■ Task brief: Every record below must be returned exactly as it was received.

###

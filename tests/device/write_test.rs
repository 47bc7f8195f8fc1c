//! Tests for `DeviceHandle::write` and errno mapping.

use std::sync::Arc;

use straylight::device::{Device, Errno};
use straylight::protocol::ProtocolError;
use straylight::registry::{Entry, EntryKind, Registry, RegistryError, CAPACITY};

fn device() -> Device {
    let registry = Arc::new(Registry::new());
    registry.init();
    Device::new(registry)
}

#[test]
fn write_returns_full_input_length() {
    let device = device();
    let handle = device.open();
    assert_eq!(handle.write(b"PATH:/etc/hosts\n"), Ok(16));
    assert_eq!(device.registry().find_single_path("/etc/hosts"), Some(0));
}

#[test]
fn only_one_trailing_newline_is_stripped() {
    let device = device();
    let handle = device.open();
    handle.write(b"PATH:/a\n\n").expect("accepted");
    assert_eq!(device.registry().find_single_path("/a\n"), Some(0));
}

#[test]
fn input_past_limit_is_ignored_but_counted() {
    let device = device();
    let handle = device.open();
    let path = "x".repeat(300);
    let line = format!("PATH:{path}");

    assert_eq!(handle.write(line.as_bytes()), Ok(line.len()));
    let (_, stored) = device
        .registry()
        .get_by_type_index(EntryKind::SinglePath, 0)
        .expect("stored");
    assert_eq!(stored.to_string().len(), 250);
}

#[test]
fn errno_codes_match_linux() {
    let cases = [
        (Errno::NoEntry, 2, "ENOENT"),
        (Errno::Io, 5, "EIO"),
        (Errno::TooBig, 7, "E2BIG"),
        (Errno::Again, 11, "EAGAIN"),
        (Errno::NoMemory, 12, "ENOMEM"),
        (Errno::Fault, 14, "EFAULT"),
        (Errno::Invalid, 22, "EINVAL"),
        (Errno::NoSpace, 28, "ENOSPC"),
    ];
    for (errno, code, name) in cases {
        assert_eq!(errno.code(), code);
        assert_eq!(errno.name(), name);
        assert_eq!(errno.status(), -i64::from(code));
    }
}

#[test]
fn each_error_category_maps_to_one_errno() {
    let device = device();
    let handle = device.open();

    assert_eq!(handle.write(b"CMD:FROB"), Err(Errno::NoEntry));
    assert_eq!(handle.write(b"CMD:"), Err(Errno::Invalid));
    assert_eq!(handle.write(b"CMD:LIST:TYPE:9"), Err(Errno::Invalid));
    assert_eq!(handle.write(b"CMD:REMOVE:INDEX:5"), Err(Errno::Io));
    assert_eq!(handle.write(b"MAP:x:/a:/b"), Err(Errno::Invalid));
    assert_eq!(handle.write(b"PATH:"), Err(Errno::Invalid));
    assert_eq!(handle.write(&[b'P', 0xff, 0xfe]), Err(Errno::Fault));
}

#[test]
fn record_errors_map_by_registry_cause() {
    let too_long = ProtocolError::Record(RegistryError::TooLong {
        field: "dest_path",
        len: 300,
        max: 255,
    });
    let full = ProtocolError::Record(RegistryError::Full { capacity: CAPACITY });
    let missing = ProtocolError::Record(RegistryError::NotInitialized);

    assert_eq!(Errno::from(&too_long), Errno::TooBig);
    assert_eq!(Errno::from(&full), Errno::NoSpace);
    assert_eq!(Errno::from(&missing), Errno::Invalid);
}

#[test]
fn full_registry_is_enospc() {
    let device = device();
    let registry = device.registry();
    for owner in 0..CAPACITY {
        registry
            .add(Entry::ptrace_target(u32::try_from(owner).expect("small")))
            .expect("below capacity");
    }
    let handle = device.open();
    assert_eq!(handle.write(b"PTRACE:1"), Err(Errno::NoSpace));
}

#[test]
fn write_before_init_is_einval() {
    let device = Device::new(Arc::new(Registry::new()));
    let handle = device.open();
    assert_eq!(handle.write(b"PATH:/a"), Err(Errno::Invalid));
}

###

■ Answer box:
filename tests/device/write_test.rs
repository 47bc7f8195f8fc1c
//! Tests for `DeviceHandle::write` and errno mapping.

use std::sync::Arc;

use straylight::device::{Device, Errno};
use straylight::protocol::ProtocolError;
use straylight::registry::{Entry, EntryKind, Registry, RegistryError, CAPACITY};

fn device() -> Device {
    let registry = Arc::new(Registry::new());
    registry.init();
    Device::new(registry)
}

#[test]
fn write_returns_full_input_length() {
    let device = device();
    let handle = device.open();
    assert_eq!(handle.write(b"PATH:/etc/hosts\n"), Ok(16));
    assert_eq!(device.registry().find_single_path("/etc/hosts"), Some(0));
}

#[test]
fn only_one_trailing_newline_is_stripped() {
    let device = device();
    let handle = device.open();
    handle.write(b"PATH:/a\n\n").expect("accepted");
    assert_eq!(device.registry().find_single_path("/a\n"), Some(0));
}

#[test]
fn input_past_limit_is_ignored_but_counted() {
    let device = device();
    let handle = device.open();
    let path = "x".repeat(300);
    let line = format!("PATH:{path}");

    assert_eq!(handle.write(line.as_bytes()), Ok(line.len()));
    let (_, stored) = device
        .registry()
        .get_by_type_index(EntryKind::SinglePath, 0)
        .expect("stored");
    assert_eq!(stored.to_string().len(), 250);
}

#[test]
fn errno_codes_match_linux() {
    let cases = [
        (Errno::NoEntry, 2, "ENOENT"),
        (Errno::Io, 5, "EIO"),
        (Errno::TooBig, 7, "E2BIG"),
        (Errno::Again, 11, "EAGAIN"),
        (Errno::NoMemory, 12, "ENOMEM"),
        (Errno::Fault, 14, "EFAULT"),
        (Errno::Invalid, 22, "EINVAL"),
        (Errno::NoSpace, 28, "ENOSPC"),
    ];
    for (errno, code, name) in cases {
        assert_eq!(errno.code(), code);
        assert_eq!(errno.name(), name);
        assert_eq!(errno.status(), -i64::from(code));
    }
}

#[test]
fn each_error_category_maps_to_one_errno() {
    let device = device();
    let handle = device.open();

    assert_eq!(handle.write(b"CMD:FROB"), Err(Errno::NoEntry));
    assert_eq!(handle.write(b"CMD:"), Err(Errno::Invalid));
    assert_eq!(handle.write(b"CMD:LIST:TYPE:9"), Err(Errno::Invalid));
    assert_eq!(handle.write(b"CMD:REMOVE:INDEX:5"), Err(Errno::Io));
    assert_eq!(handle.write(b"MAP:x:/a:/b"), Err(Errno::Invalid));
    assert_eq!(handle.write(b"PATH:"), Err(Errno::Invalid));
    assert_eq!(handle.write(&[b'P', 0xff, 0xfe]), Err(Errno::Fault));
}

#[test]
fn record_errors_map_by_registry_cause() {
    let too_long = ProtocolError::Record(RegistryError::TooLong {
        field: "dest_path",
        len: 300,
        max: 255,
    });
    let full = ProtocolError::Record(RegistryError::Full { capacity: CAPACITY });
    let missing = ProtocolError::Record(RegistryError::NotInitialized);

    assert_eq!(Errno::from(&too_long), Errno::TooBig);
    assert_eq!(Errno::from(&full), Errno::NoSpace);
    assert_eq!(Errno::from(&missing), Errno::Invalid);
}

#[test]
fn full_registry_is_enospc() {
    let device = device();
    let registry = device.registry();
    for owner in 0..CAPACITY {
        registry
            .add(Entry::ptrace_target(u32::try_from(owner).expect("small")))
            .expect("below capacity");
    }
    let handle = device.open();
    assert_eq!(handle.write(b"PTRACE:1"), Err(Errno::NoSpace));
}

#[test]
fn write_before_init_is_einval() {
    let device = Device::new(Arc::new(Registry::new()));
    let handle = device.open();
    assert_eq!(handle.write(b"PATH:/a"), Err(Errno::Invalid));
}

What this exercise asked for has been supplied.